(Stored data)
☆ ☆ ☆ ☆

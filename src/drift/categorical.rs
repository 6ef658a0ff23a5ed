//! Categorical drift via Total Variation Distance.

use std::collections::BTreeMap;

use serde::{Deserialize, Serialize};

use super::{DriftResult, MetricKind};

/// Tunables for the TVD detector.
#[derive(Debug, Clone, Copy, Serialize, Deserialize)]
pub struct CategoricalDriftOptions {
    /// TVD above this sets `flagged`.
    pub threshold: f64,
}

impl Default for CategoricalDriftOptions {
    fn default() -> Self {
        Self { threshold: 0.1 }
    }
}

fn frequencies<S: AsRef<str>>(labels: &[S]) -> BTreeMap<&str, usize> {
    let mut counts = BTreeMap::new();
    for label in labels {
        *counts.entry(label.as_ref()).or_insert(0) += 1;
    }
    counts
}

/// Compares label distributions with Total Variation Distance:
/// ½ · Σ over the union of labels of |current_pct − baseline_pct|,
/// always within `[0, 1]`. Labels absent from one sample contribute a zero
/// proportion there.
///
/// Either sample being empty yields `DriftStatus::InsufficientData`.
pub fn detect_categorical_drift<S: AsRef<str>>(
    baseline: &[S],
    current: &[S],
    options: &CategoricalDriftOptions,
) -> DriftResult {
    if baseline.is_empty() || current.is_empty() {
        return DriftResult::insufficient_data(
            MetricKind::Categorical,
            baseline.len(),
            current.len(),
        );
    }

    let baseline_counts = frequencies(baseline);
    let current_counts = frequencies(current);
    let baseline_total = baseline.len() as f64;
    let current_total = current.len() as f64;

    let mut labels: Vec<&str> = baseline_counts.keys().copied().collect();
    labels.extend(current_counts.keys().copied());
    labels.sort_unstable();
    labels.dedup();

    let score = 0.5
        * labels
            .iter()
            .map(|label| {
                let base_pct =
                    baseline_counts.get(label).copied().unwrap_or(0) as f64 / baseline_total;
                let cur_pct =
                    current_counts.get(label).copied().unwrap_or(0) as f64 / current_total;
                (cur_pct - base_pct).abs()
            })
            .sum::<f64>();

    DriftResult::scored(
        MetricKind::Categorical,
        score,
        baseline.len(),
        current.len(),
        options.threshold,
    )
}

☆ ☆ ☆ ☆

» Exercise details
Extract the first line above and each line after it up to and including the one with "Compares label distributions", please, exactly and with nothing else.

» Response below
filename src/drift/categorical.rs
repository 6ef658a0ff23a5ed
//! Categorical drift via Total Variation Distance.

use std::collections::BTreeMap;

use serde::{Deserialize, Serialize};

use super::{DriftResult, MetricKind};

/// Tunables for the TVD detector.
#[derive(Debug, Clone, Copy, Serialize, Deserialize)]
pub struct CategoricalDriftOptions {
    /// TVD above this sets `flagged`.
    pub threshold: f64,
}

impl Default for CategoricalDriftOptions {
    fn default() -> Self {
        Self { threshold: 0.1 }
    }
}

fn frequencies<S: AsRef<str>>(labels: &[S]) -> BTreeMap<&str, usize> {
    let mut counts = BTreeMap::new();
    for label in labels {
        *counts.entry(label.as_ref()).or_insert(0) += 1;
    }
    counts
}

/// Compares label distributions with Total Variation Distance:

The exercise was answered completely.